Revision as of 17:17, 16 April 2012 by Antun (Talk | contribs)
Jump to: navigation, search

Section contributed by IPB

InfiniBand, 10GigE/iWARP and RDMA over Converged Ethernet (RoCE) are emerging as high-performance networking technologies which deliver low-latency and high-bandwidth to HPC users and enjoy widespread acceptance due to their open standards. MVAPICH is an open-source MPI implementation developed in the Network-Based Computing Laboratory (NBCL) of the Ohio State University. It exploits the novel features and mechanisms of the mentioned networking technologies. Currently, there are two versions of this MPI library: MVAPICH with MPI-1 semantics, and MVAPICH2 with MPI-2 semantics.

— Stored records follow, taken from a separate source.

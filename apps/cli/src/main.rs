//! Folio CLI: index an exported article archive and serve it to a tool host.
//!
//! `folio serve` speaks newline-delimited JSON-RPC on stdin/stdout; every
//! other subcommand is a one-shot convenience over the same index.

mod commands;
mod server;

use clap::Parser;
use color_eyre::eyre::Result;

use commands::Cli;

#[tokio::main]
async fn main() -> Result<()> {
    color_eyre::install()?;
    let cli = Cli::parse();
    commands::init_tracing(&cli);
    commands::run(cli).await
}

These MPI implementations are used by many institutions worldwide (national laboratories, research institutes, universities, and industry) and several InfiniBand systems using MVAPICH/MVAPICH2 are present in the TOP 500 ranking. Many InfiniBand, 10GigE/iWARP and RoCE vendors, server vendors, systems integrators and Linux distributors have incorporated MVAPICH/MVAPICH2 into their software stacks. MVAPICH and MVAPICH2 are also available with the Open Fabrics Enterprise Distribution (OFED) stack (www.openfabrics.org) and through public anonymous MVAPICH SVN. Both MVAPICH and MVAPICH2 distributions are available under BSD licensing.

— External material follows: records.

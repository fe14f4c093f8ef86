//! Plain-text rendering of query results, as shown to the host.

use std::fmt::Write as _;

use folio_markup::title_case;
use folio_shared::{DocumentRecord, DocumentSummary};

use crate::catalog::{SearchHit, StatusBreakdown};
use crate::overlap::OverlapReport;
use crate::relate::RelatedDocument;
use crate::structure::{BookStructure, OrganizationMode};

use super::args::{ConceptDepth, StatusFilter};

/// Related documents rendered per call.
const RELATED_SHOWN: usize = 10;
/// Philosophy distribution lines rendered per call.
pub(crate) const DISTRIBUTION_SHOWN: usize = 10;
/// Concepts per chapter in a surface-depth distribution.
const SURFACE_CONCEPTS: usize = 5;
/// Common words rendered in an overlap report.
const COMMON_WORDS_SHOWN: usize = 15;
/// Sample words rendered per overlapping pair.
const PAIR_WORDS_SHOWN: usize = 5;

fn yes_no(flag: bool) -> &'static str {
    if flag { "Yes" } else { "No" }
}

fn plural(count: usize) -> &'static str {
    if count == 1 { "" } else { "s" }
}

pub(crate) fn search_results(query: &str, hits: &[SearchHit]) -> String {
    let mut out = format!("Found {} articles matching '{query}':\n\n", hits.len());
    for hit in hits {
        let _ = writeln!(out, "**{}** (ID: {})", hit.title, hit.id);
        if !hit.description.is_empty() {
            let _ = writeln!(out, "Description: {}", hit.description);
        }
        let _ = writeln!(out, "Relevance score: {}\n", hit.relevance);
    }
    out
}

pub(crate) fn article(record: &DocumentRecord) -> String {
    let mut out = format!("# {}\n\n", record.title);
    if !record.description.is_empty() {
        let _ = writeln!(out, "**Description:** {}\n", record.description);
    }
    let _ = writeln!(out, "**Word Count:** {}", record.word_count);
    let _ = writeln!(out, "**Has Images:** {}", yes_no(record.has_images));
    let _ = writeln!(out, "**File Path:** {}\n", record.path.display());
    out.push_str("## Content\n\n");
    out.push_str(&record.body);
    out
}

pub(crate) fn article_list(shown: &[DocumentSummary], total: usize) -> String {
    let mut out = format!(
        "Available Articles ({} of {total} total):\n\n",
        shown.len()
    );
    for summary in shown {
        let _ = writeln!(out, "**{}** (ID: {})", summary.title, summary.id);
        if !summary.description.is_empty() {
            let _ = writeln!(out, "Description: {}", summary.description);
        }
        let _ = writeln!(
            out,
            "Words: {}, Images: {}\n",
            summary.word_count,
            yes_no(summary.has_images)
        );
    }
    out
}

pub(crate) fn topics(requested: usize, topics: &[(String, usize)]) -> String {
    let mut out = format!("Key topics from {requested} articles:\n\n");
    for (topic, count) in topics {
        let _ = writeln!(
            out,
            "- **{}**: appears in {count} article{}",
            title_case(topic),
            plural(*count)
        );
    }
    out
}

pub(crate) fn related(heading: &str, related: &[RelatedDocument]) -> String {
    let mut out = format!("{heading}:\n\n");
    for doc in related.iter().take(RELATED_SHOWN) {
        let _ = writeln!(out, "**{}** ({})", doc.title, doc.status);
        let _ = writeln!(out, "ID: {}", doc.id);
        let _ = writeln!(out, "Shared concepts: {}", doc.shared.join(", "));
        let _ = writeln!(
            out,
            "Words: {}, Overlap score: {}\n",
            doc.word_count, doc.overlap
        );
    }
    if related.is_empty() {
        out.push_str("No related chapters found.\n");
    }
    out
}

pub(crate) fn completeness(breakdown: &StatusBreakdown, filter: StatusFilter) -> String {
    let mut out = String::from("Chapter Completion Analysis:\n\n");

    let mut section = |label: &str, chapters: &[DocumentSummary]| {
        let _ = writeln!(out, "**{label} ({}):**", chapters.len());
        for chapter in chapters {
            let _ = writeln!(out, "- {} ({} words)", chapter.title, chapter.word_count);
        }
        out.push('\n');
    };
    if filter.shows(StatusFilter::Finished) {
        section("Finished Chapters", &breakdown.finished);
    }
    if filter.shows(StatusFilter::Draft) {
        section("Draft Chapters", &breakdown.drafts);
    }
    if filter.shows(StatusFilter::Comment) {
        section("Comments/Responses", &breakdown.comments);
    }

    let _ = write!(
        out,
        "**Summary:** {} finished, {} drafts, {} comments",
        breakdown.finished.len(),
        breakdown.drafts.len(),
        breakdown.comments.len()
    );
    if !breakdown.errors.is_empty() {
        let _ = write!(out, ", {} unreadable", breakdown.errors.len());
    }
    out.push('\n');
    out
}

pub(crate) fn chapter_content(record: &DocumentRecord) -> String {
    let mut out = format!("# {}\n\n", record.title);
    if !record.subtitle.is_empty() {
        let _ = writeln!(out, "**Subtitle:** {}\n", record.subtitle);
    }
    let _ = writeln!(out, "**Status:** {}", title_case(record.status.as_str()));
    let _ = writeln!(out, "**Word Count:** {}", record.word_count);
    let _ = writeln!(out, "**Has Images:** {}", yes_no(record.has_images));
    let _ = writeln!(out, "**Design Concepts:** {}", record.concepts.join(", "));
    let _ = writeln!(out, "**File Path:** {}\n", record.path.display());
    out.push_str("## Content\n\n");
    out.push_str(&record.body);
    out
}

pub(crate) fn philosophy(
    requested: usize,
    frequencies: &[(String, usize)],
    distribution: &[(&str, &[String])],
    depth: ConceptDepth,
) -> String {
    let mut out = format!("Design Philosophy Analysis ({requested} chapters):\n\n");
    out.push_str("**Core Design Concepts:**\n");
    for (concept, count) in frequencies {
        let _ = writeln!(
            out,
            "- **{}**: appears in {count} chapter{}",
            title_case(concept),
            plural(*count)
        );
    }

    out.push_str("\n**Concept Distribution Across Chapters:**\n");
    for (title, concepts) in distribution {
        let shown = match depth {
            ConceptDepth::Surface => &concepts[..concepts.len().min(SURFACE_CONCEPTS)],
            ConceptDepth::Deep => &concepts[..],
        };
        let _ = writeln!(out, "- **{title}**: {}", shown.join(", "));
    }
    out
}

pub(crate) fn overlaps(report: &OverlapReport) -> String {
    let titles: Vec<&str> = report.documents.iter().map(|d| d.title.as_str()).collect();
    let common: Vec<&str> = report
        .common_words
        .iter()
        .take(COMMON_WORDS_SHOWN)
        .map(String::as_str)
        .collect();

    let mut out = String::from("Content Overlap Analysis:\n\n");
    let _ = writeln!(out, "**Chapters Analyzed:** {}\n", titles.join(", "));
    let _ = writeln!(out, "**Common Themes:** {}\n", common.join(", "));
    out.push_str("**Pairwise Overlaps:**\n");
    for pair in &report.pairs {
        let sample: Vec<&str> = pair
            .sample
            .iter()
            .take(PAIR_WORDS_SHOWN)
            .map(String::as_str)
            .collect();
        let _ = writeln!(
            out,
            "- **{}** & **{}**: {} shared terms",
            pair.first.title, pair.second.title, pair.overlap_words
        );
        let _ = writeln!(out, "  Key themes: {}\n", sample.join(", "));
    }
    out
}

pub(crate) fn book_structure(mode: OrganizationMode, structure: &BookStructure) -> String {
    let mut out = format!("Suggested Book Structure ({mode} organization):\n\n");
    let line = |c: &DocumentSummary| format!("{} ({} words, {})", c.title, c.word_count, c.status);

    match structure {
        BookStructure::Sections(sections) => {
            for (i, section) in sections.iter().enumerate() {
                let _ = writeln!(out, "## Section {}: {}", i + 1, title_case(&section.concept));
                for chapter in &section.chapters {
                    let _ = writeln!(out, "- {}", line(chapter));
                }
                out.push('\n');
            }
        }
        BookStructure::Sequence(chapters) => {
            out.push_str("## Suggested Chapter Sequence:\n");
            for (i, chapter) in chapters.iter().enumerate() {
                let _ = writeln!(out, "{}. {}", i + 1, line(chapter));
            }
        }
    }
    out
}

At the Institute of Physics Belgrade, MVAPICH MPI implementations are used within the tPARADOX cluster as it provides InfiniBand interconnect between its nodes.

Contents

MVAPICH features

MVAPICH is an implementation of MPI-1 standard based on MPICH and MVICH (MPI for Virtual Interface Architecture). The latest release is MVAPICH 1.2 (includes MPICH 1.2.7). MVAPICH 1.2 supports the following underlying transport interfaces:

  • High-Performance support with scalability for OpenFabrics/Gen2 interface to work with InfiniBand and other RDMA interconnects.
  • High-Performance support with scalability for OpenFabrics/Gen2-RDMAoE interface.
  • High-Performance support with scalability (for clusters with multi-thousand cores) for OpenFabrics/Gen2-Hybrid interface to work with InfiniBand.
  • Shared-Memory only channel which is useful for running MPI jobs on multi-processor systems without using any high-performance network. For example, multi-core servers, desktops, and laptops; and clusters with serial nodes.
  • The InfiniPath interface for InfiniPath adapters.
  • The standard TCP/IP interface (provided by MPICH) to work with a range of networks. This interface can be used with IPoIB support of InfiniBand also.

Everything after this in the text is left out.